As the artificial intelligence craze evolves, driving up growth for chipmakers such as Broadcom and Nvidia , investors should also consider software companies seeing strong fundamentals despite high interest rates. Canaccord Genuity ran a screen of about 147 software companies, and only four had revenue growth of 25% or more forecast for the next 12 months and at least 50% incremental free-cash flow, or FCF, margins over the trailing 12 months. Here are some of Canaccord's "best of both worlds" picks: GitLab was among the four top names on the list.
The company had a trailing last 12-month incremental FCF margin of some 93% and 25% of forecast growth in the next 12 months.
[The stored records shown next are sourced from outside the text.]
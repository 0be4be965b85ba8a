/// Configuration management for the API server
///
/// Configuration is loaded from environment variables (with `.env`
/// support via dotenvy in development) into a type-safe struct.
///
/// # Environment Variables
///
/// - `API_HOST`: host to bind to (default: 0.0.0.0)
/// - `API_PORT`: port to bind to (default: 8080)
/// - `API_PRODUCTION`: enables HSTS and strict CORS (default: false)
/// - `CORS_ORIGINS`: comma-separated allowed origins (default: *)
/// - `DATABASE_URL`: PostgreSQL connection string (required)
/// - `DATABASE_MAX_CONNECTIONS`: pool size (default: 10)
/// - `JWT_SECRET`: secret for token signing (required, ≥ 32 chars)
/// - `SMTP_HOST`, `SMTP_PORT`, `SMTP_USER`, `SMTP_PASSWORD`, `SMTP_FROM`:
///   reminder delivery relay (reminders fail soft when unset)
/// - `ADMIN_PASSWORD`: seeds the initial admin account when set
///
/// # Example
///
/// ```no_run
/// use taskdeck_api::config::Config;
///
/// # fn example() -> anyhow::Result<()> {
/// let config = Config::from_env()?;
/// println!("Server will listen on {}", config.bind_address());
/// # Ok(())
/// # }
/// ```

use serde::{Deserialize, Serialize};
use std::env;
use taskdeck_shared::reminders::smtp::SmtpConfig;

/// Complete application configuration
#[derive(Debug, Clone)]
pub struct Config {
    /// API server configuration
    pub api: ApiConfig,

    /// Database configuration
    pub database: DatabaseConfig,

    /// JWT configuration
    pub jwt: JwtConfig,

    /// SMTP relay for reminder delivery
    pub smtp: SmtpConfig,

    /// Password for the seeded admin account (seeding skipped when unset)
    pub admin_password: Option<String>,
}

/// API server configuration
#[derive(Debug, Clone, Serialize, Deserialize)]
pub struct ApiConfig {
    /// Host to bind to
    pub host: String,

    /// Port to bind to
    pub port: u16,

    /// Allowed CORS origins; "*" means permissive (development)
    pub cors_origins: Vec<String>,

    /// Production hardening (HSTS, strict CORS)
    pub production: bool,
}

/// Database configuration
#[derive(Debug, Clone, Serialize, Deserialize)]
pub struct DatabaseConfig {
    /// PostgreSQL connection URL
    pub url: String,

    /// Maximum number of connections in pool
    pub max_connections: u32,
}

/// JWT configuration
#[derive(Debug, Clone, Serialize, Deserialize)]
pub struct JwtConfig {
    /// Secret key for JWT signing
    ///
    /// Must be at least 32 bytes. Generate with: `openssl rand -hex 32`
    pub secret: String,
}

impl Config {
    /// Loads configuration from environment variables
    ///
    /// # Errors
    ///
    /// Returns an error if a required variable is missing or a value
    /// fails to parse.
    pub fn from_env() -> anyhow::Result<Self> {
        // Load .env file if present (for development)
        dotenvy::dotenv().ok();

        let api_host = env::var("API_HOST").unwrap_or_else(|_| "0.0.0.0".to_string());
        let api_port = env::var("API_PORT")
            .unwrap_or_else(|_| "8080".to_string())
            .parse::<u16>()?;

        let cors_origins = env::var("CORS_ORIGINS")
            .unwrap_or_else(|_| "*".to_string())
            .split(',')
            .map(|s| s.trim().to_string())
            .filter(|s| !s.is_empty())
            .collect();

        let production = env::var("API_PRODUCTION")
            .map(|v| v == "1" || v.eq_ignore_ascii_case("true"))
            .unwrap_or(false);

        let database_url = env::var("DATABASE_URL")
            .map_err(|_| anyhow::anyhow!("DATABASE_URL environment variable is required"))?;

        let max_connections = env::var("DATABASE_MAX_CONNECTIONS")
            .unwrap_or_else(|_| "10".to_string())
            .parse::<u32>()?;

        let jwt_secret = env::var("JWT_SECRET")
            .map_err(|_| anyhow::anyhow!("JWT_SECRET environment variable is required"))?;

        if jwt_secret.len() < 32 {
            anyhow::bail!("JWT_SECRET must be at least 32 characters long");
        }

        let smtp = SmtpConfig {
            host: env::var("SMTP_HOST").unwrap_or_default(),
            port: env::var("SMTP_PORT")
                .unwrap_or_else(|_| "587".to_string())
                .parse::<u16>()?,
            username: env::var("SMTP_USER").ok().filter(|s| !s.is_empty()),
            password: env::var("SMTP_PASSWORD").ok().filter(|s| !s.is_empty()),
            from_address: env::var("SMTP_FROM").unwrap_or_default(),
        };

        let admin_password = env::var("ADMIN_PASSWORD").ok().filter(|s| !s.is_empty());

        Ok(Self {
            api: ApiConfig {
                host: api_host,
                port: api_port,
                cors_origins,
                production,
            },
            database: DatabaseConfig {
                url: database_url,
                max_connections,
            },
            jwt: JwtConfig { secret: jwt_secret },
            smtp,
            admin_password,
        })
    }

    /// Returns the server bind address
    pub fn bind_address(&self) -> String {
        format!("{}:{}", self.api.host, self.api.port)
    }

    /// Whether the SMTP relay is configured well enough to try delivery
    pub fn smtp_configured(&self) -> bool {
        !self.smtp.host.is_empty() && !self.smtp.from_address.is_empty()
    }
}

#[cfg(test)]
mod tests {
    use super::*;

    fn test_config() -> Config {
        Config {
            api: ApiConfig {
                host: "127.0.0.1".to_string(),
                port: 8080,
                cors_origins: vec!["*".to_string()],
                production: false,
            },
            database: DatabaseConfig {
                url: "postgresql://localhost/test".to_string(),
                max_connections: 10,
            },
            jwt: JwtConfig {
                secret: "test-secret-key-at-least-32-bytes-long".to_string(),
            },
            smtp: SmtpConfig {
                host: String::new(),
                port: 587,
                username: None,
                password: None,
                from_address: String::new(),
            },
            admin_password: None,
        }
    }

    #[test]
    fn test_bind_address() {
        assert_eq!(test_config().bind_address(), "127.0.0.1:8080");
    }

    #[test]
    fn test_smtp_configured_requires_host_and_from() {
        let mut config = test_config();
        assert!(!config.smtp_configured());

        config.smtp.host = "smtp.example.com".to_string();
        assert!(!config.smtp_configured());

        config.smtp.from_address = "taskdeck@example.com".to_string();
        assert!(config.smtp_configured());
    }
}
/// Success response envelope
///
/// Every successful response is `{"ok": true, "data": ...}`; failures use
/// the matching shape in `crate::error`. Clients branch on `ok` alone.

use serde::Serialize;

/// Wrapper serializing a payload into the `{ok, data}` envelope
#[derive(Debug, Serialize)]
pub struct Envelope<T> {
    /// Always true for successes
    pub ok: bool,

    /// Response payload
    pub data: T,
}

impl<T> Envelope<T> {
    /// Wraps a payload in a success envelope
    pub fn new(data: T) -> Self {
        Self { ok: true, data }
    }
}

#[cfg(test)]
mod tests {
    use super::*;

    #[test]
    fn test_envelope_shape() {
        let json = serde_json::to_value(Envelope::new(vec![1, 2, 3])).unwrap();
        assert_eq!(json["ok"], true);
        assert_eq!(json["data"], serde_json::json!([1, 2, 3]));
    }

    #[test]
    fn test_unit_payload_serializes_as_null() {
        let json = serde_json::to_value(Envelope::new(())).unwrap();
        assert_eq!(json["ok"], true);
        assert!(json["data"].is_null());
    }
}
While the stock has fallen almost 16% this year, Canaccord sees growth ahead. Citing GitLab's ability to continue generating revenue growth, the investment bank expects operating leverage to materialize as the company "scales into what is a large software deployment market.
" Cannacord has a price target of $65 on GitLab, which implies about 22% upside from Monday's close. Called one of the high-quality names in Canaccord's screen, Monday.com had a trailing incremental FCF margin of 91% and projected revenue growth of 28%.
Canaccord cited high non-GAAP gross margins, durable growth and healthy FCF leverage over the trailing 12 months as drivers of Monday's "best-in-class" incremental FCF. The stock today trades at a 9.3 multiple of 2025 enterprise value to revenue and 38 times enterprise value to FCF, Canacc.